● TASK TO COMPLETE
Scan the records below for lines with the word "East", then state how many you find and nothing else.

Dataset entries
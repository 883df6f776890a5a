//! 格点线迷宫

use maze_map::{Direction, Position};
use std::collections::BTreeSet;
use thiserror::Error;

/// 仿真迷宫错误
#[derive(Error, Debug, Clone, PartialEq, Eq)]
pub enum SimError {
    #[error("Line from {from} to {to} is not axis-aligned")]
    NotAxisAligned { from: Position, to: Position },

    #[error("Line at {at} has zero length")]
    EmptyLine { at: Position },

    #[error("Start {0} is not on any line")]
    StartNotOnLine(Position),

    #[error("Invalid maze size {width}x{height} (width 1..=8, height 1..=7)")]
    InvalidSize { width: u8, height: u8 },
}

/// 格点上的线迷宫
///
/// 每条线由若干单位边组成；边只存一次（从南/西端点出发的北/东向）。
#[derive(Debug, Clone, PartialEq, Eq)]
pub struct SimMaze {
    start: Position,
    finish: Option<Position>,
    edges: BTreeSet<(Position, Direction)>,
}

impl SimMaze {
    pub fn new(start: Position) -> Self {
        Self {
            start,
            finish: None,
            edges: BTreeSet::new(),
        }
    }

    pub fn with_finish(mut self, finish: Position) -> Self {
        self.finish = Some(finish);
        self
    }

    pub fn set_finish(&mut self, finish: Option<Position>) {
        self.finish = finish;
    }

    pub fn start(&self) -> Position {
        self.start
    }

    pub fn finish(&self) -> Option<Position> {
        self.finish
    }

    fn key(pos: Position, dir: Direction) -> (Position, Direction) {
        match dir {
            Direction::North | Direction::East => (pos, dir),
            Direction::South | Direction::West => (pos.neighbor(dir), dir.flip()),
        }
    }

    /// 添加一条单位边
    pub fn add_edge(&mut self, pos: Position, dir: Direction) {
        self.edges.insert(Self::key(pos, dir));
    }

    /// 添加一条轴对齐的线段（拆成单位边）
    pub fn add_line(&mut self, from: Position, to: Position) -> Result<(), SimError> {
        let dir = match (to.x - from.x, to.y - from.y) {
            (0, 0) => return Err(SimError::EmptyLine { at: from }),
            (0, dy) if dy > 0 => Direction::North,
            (0, _) => Direction::South,
            (dx, 0) if dx > 0 => Direction::East,
            (_, 0) => Direction::West,
            _ => return Err(SimError::NotAxisAligned { from, to }),
        };
        let mut cursor = from;
        while cursor != to {
            self.add_edge(cursor, dir);
            cursor = cursor.neighbor(dir);
        }
        Ok(())
    }

    /// 链式添加线段，便于在测试中描述迷宫
    pub fn line(mut self, from: impl Into<Position>, to: impl Into<Position>) -> Result<Self, SimError> {
        self.add_line(from.into(), to.into())?;
        Ok(self)
    }

    pub fn connected(&self, pos: Position, dir: Direction) -> bool {
        self.edges.contains(&Self::key(pos, dir))
    }

    /// 节点的出口方向
    pub fn exits(&self, pos: Position) -> impl Iterator<Item = Direction> + '_ {
        Direction::ALL.into_iter().filter(move |&d| self.connected(pos, d))
    }

    pub fn degree(&self, pos: Position) -> usize {
        self.exits(pos).count()
    }

    pub fn has_edges(&self, pos: Position) -> bool {
        self.exits(pos).next().is_some()
    }

    pub fn edge_count(&self) -> usize {
        self.edges.len()
    }

    /// 所有单位边 `(南/西端点, 北/东)`
    pub fn edges(&self) -> impl Iterator<Item = (Position, Direction)> + '_ {
        self.edges.iter().copied()
    }

    /// 所有有边的节点
    pub fn nodes(&self) -> BTreeSet<Position> {
        self.edges
            .iter()
            .flat_map(|&(p, d)| [p, p.neighbor(d)])
            .collect()
    }

    /// 检查迷宫可用于仿真
    pub fn validate(&self) -> Result<(), SimError> {
        if !self.has_edges(self.start) {
            return Err(SimError::StartNotOnLine(self.start));
        }
        Ok(())
    }
}

/// 可序列化的迷宫描述
///
/// ```toml
/// start = [0, 0]
/// finish = [-1, 2]
/// lines = [
///     [0, 0, 0, 2],
///     [0, 2, -1, 2],
/// ]
/// ```
#[cfg(feature = "serde")]
#[derive(Debug, Clone, PartialEq, Eq, serde::Serialize, serde::Deserialize)]
pub struct MazeDescription {
    pub start: [i16; 2],
    #[serde(default, skip_serializing_if = "Option::is_none")]
    pub finish: Option<[i16; 2]>,
    /// `[x0, y0, x1, y1]`
    pub lines: Vec<[i16; 4]>,
}

#[cfg(feature = "serde")]
impl TryFrom<&MazeDescription> for SimMaze {
    type Error = SimError;

    fn try_from(desc: &MazeDescription) -> Result<Self, SimError> {
        let mut maze = SimMaze::new(Position::new(desc.start[0], desc.start[1]));
        maze.set_finish(desc.finish.map(|[x, y]| Position::new(x, y)));
        for &[x0, y0, x1, y1] in &desc.lines {
            maze.add_line(Position::new(x0, y0), Position::new(x1, y1))?;
        }
        maze.validate()?;
        Ok(maze)
    }
}

#[cfg(feature = "serde")]
impl From<&SimMaze> for MazeDescription {
    fn from(maze: &SimMaze) -> Self {
        Self {
            start: [maze.start.x, maze.start.y],
            finish: maze.finish.map(|f| [f.x, f.y]),
            lines: maze
                .edges()
                .map(|(p, d)| {
                    let q = p.neighbor(d);
                    [p.x, p.y, q.x, q.y]
                })
                .collect(),
        }
    }
}
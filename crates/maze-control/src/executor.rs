//! # 路径回放
//!
//! 两种模式都只读路径，不触碰网格。
//!
//! - **保守**：逐段以基础功率跟随，路口处对中后按记录的转向慢速转弯
//! - **激进**：把连续的直行段合并成一次长距离跟随（忽略中间路口），
//!   按速度曲线加减速，路口处快速转弯
//!
//! 回放前机器人应回到起点，朝向与探索出发时相同。

use crate::config::{CenteringConfig, ControlConfig, TurnConfig};
use crate::follower::{SegmentEnd, SegmentFollower, SpeedProfile};
use crate::turns::{creep, pivot};
use maze_hal::LineRobot;
use maze_map::{Path, Turn};
use smallvec::SmallVec;
use std::fmt;
use tracing::{info, warn};

/// 合并后的一次跟随
#[derive(Debug, Clone, Copy, PartialEq, Eq)]
pub struct MergedRun {
    /// 跟随结束后的转向
    pub turn: Turn,
    /// 覆盖的格数（两端都计）
    pub cells: u8,
    /// 途中需要直行穿过的路口数
    pub ignore: u8,
}

impl fmt::Display for MergedRun {
    fn fmt(&self, f: &mut fmt::Formatter<'_>) -> fmt::Result {
        write!(f, "{}{}", self.turn, self.cells)?;
        if self.ignore > 0 {
            write!(f, "(+{})", self.ignore)?;
        }
        Ok(())
    }
}

/// 合并连续的直行段
///
/// 合并后的格数 = 各段跳数之和 + 1；`ignore` = 被合并的直行段数。
pub fn merge_runs(path: &Path) -> SmallVec<[MergedRun; 16]> {
    let mut runs = SmallVec::new();
    let mut hops: u32 = 0;
    let mut ignore: u8 = 0;

    for segment in path.iter() {
        hops += segment.hops() as u32;
        if segment.turn == Turn::Straight {
            ignore = ignore.saturating_add(1);
            continue;
        }
        runs.push(MergedRun {
            turn: segment.turn,
            cells: (hops + 1).min(u8::MAX as u32) as u8,
            ignore,
        });
        hops = 0;
        ignore = 0;
    }

    // 不完整的路径：末尾的直行段单独成一次跟随
    if ignore > 0 {
        runs.push(MergedRun {
            turn: Turn::Straight,
            cells: (hops + 1).min(u8::MAX as u32) as u8,
            ignore: ignore - 1,
        });
    }
    runs
}

/// 回放报告
#[derive(Debug, Clone, Copy, PartialEq, Eq, Default)]
pub struct ExecutionReport {
    /// 执行的跟随次数（保守模式为段数，激进模式为合并后的次数）
    pub runs: usize,
    /// 结束时中间三个传感器都在终点色块上
    pub reached_finish: bool,
    pub elapsed_ms: u32,
}

/// 路径回放器
#[derive(Debug, Clone, Copy)]
pub struct PathExecutor {
    follower: SegmentFollower,
    centering: CenteringConfig,
    turns: TurnConfig,
    speed: SpeedProfile,
}

impl PathExecutor {
    pub fn new(config: &ControlConfig) -> Self {
        Self {
            follower: SegmentFollower::new(config.follower),
            centering: config.centering,
            turns: config.turns,
            speed: SpeedProfile::new(config.speed),
        }
    }

    /// 保守回放
    ///
    /// `launch` 是出发前需要的转向（见 `MazeSession::launch_turn`）。
    pub fn run_conservative<R: LineRobot + ?Sized>(
        &self,
        robot: &mut R,
        path: &Path,
        launch: Turn,
    ) -> ExecutionReport {
        let begin = robot.get_ms();
        info!(path = %path, "Conservative replay started");
        pivot(robot, launch, &self.turns.conservative);

        let mut runs = 0;
        for segment in path.iter() {
            let outcome = self.follower.follow(robot);
            runs += 1;

            if segment.turn == Turn::Finish {
                creep(robot, self.turns.settle);
                break;
            }
            if outcome.end == SegmentEnd::DeadEnd {
                warn!(segment = %segment, "Dead end during replay");
            }

            creep(robot, self.centering.first);
            creep(robot, self.centering.second);
            pivot(robot, segment.turn, &self.turns.conservative);
        }

        self.finish(robot, begin, runs)
    }

    /// 激进回放
    pub fn run_aggressive<R: LineRobot + ?Sized>(
        &self,
        robot: &mut R,
        path: &Path,
        launch: Turn,
    ) -> ExecutionReport {
        let begin = robot.get_ms();
        let runs = merge_runs(path);
        info!(path = %path, runs = runs.len(), "Aggressive replay started");
        pivot(robot, launch, &self.turns.aggressive);

        let mut executed = 0;
        for run in &runs {
            self.follower.follow_aggressive(robot, &self.speed, run.cells, run.ignore);
            executed += 1;

            if run.turn == Turn::Finish {
                creep(robot, self.turns.settle);
                break;
            }
            creep(robot, self.turns.aggressive_creep);
            pivot(robot, run.turn, &self.turns.aggressive);
        }

        self.finish(robot, begin, executed)
    }

    fn finish<R: LineRobot + ?Sized>(&self, robot: &mut R, begin: u32, runs: usize) -> ExecutionReport {
        let reached_finish = robot
            .read_line()
            .center()
            .iter()
            .all(|&v| v > self.centering.finish_threshold);
        robot.stop();

        let report = ExecutionReport {
            runs,
            reached_finish,
            elapsed_ms: robot.get_ms().wrapping_sub(begin),
        };
        if reached_finish {
            info!(runs, elapsed_ms = report.elapsed_ms, "Replay reached finish");
        } else {
            warn!(runs, elapsed_ms = report.elapsed_ms, "Replay ended off the finish");
        }
        report
    }
}
//! 网格坐标

use crate::direction::Direction;
use std::fmt;
use std::ops::{Add, Sub};

/// 有符号网格坐标 `(x, y)`
///
/// 既用于窗口坐标（存储索引），也用于逻辑坐标（机器人出发点为原点）。
/// 有符号是必须的：前进一段后、窗口平移前，坐标可能暂时越界。
#[derive(Debug, Clone, Copy, PartialEq, Eq, Hash, PartialOrd, Ord, Default)]
#[cfg_attr(feature = "serde", derive(serde::Serialize, serde::Deserialize))]
pub struct Position {
    pub x: i16,
    pub y: i16,
}

impl Position {
    pub const fn new(x: i16, y: i16) -> Self {
        Self { x, y }
    }

    /// 沿 `dir` 前进 `distance` 格
    pub fn step(self, dir: Direction, distance: i16) -> Self {
        let (dx, dy) = dir.offset();
        Self {
            x: self.x + dx * distance,
            y: self.y + dy * distance,
        }
    }

    /// 相邻格
    pub fn neighbor(self, dir: Direction) -> Self {
        self.step(dir, 1)
    }

    /// 曼哈顿距离
    pub fn manhattan(self, other: Position) -> u16 {
        self.x.abs_diff(other.x) + self.y.abs_diff(other.y)
    }
}

impl Add for Position {
    type Output = Position;

    fn add(self, rhs: Position) -> Position {
        Position::new(self.x + rhs.x, self.y + rhs.y)
    }
}

impl Sub for Position {
    type Output = Position;

    fn sub(self, rhs: Position) -> Position {
        Position::new(self.x - rhs.x, self.y - rhs.y)
    }
}

impl From<(i16, i16)> for Position {
    fn from((x, y): (i16, i16)) -> Self {
        Position::new(x, y)
    }
}

impl fmt::Display for Position {
    fn fmt(&self, f: &mut fmt::Formatter<'_>) -> fmt::Result {
        write!(f, "({}, {})", self.x, self.y)
    }
}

● RESPONSE FOR THIS EXERCISE
2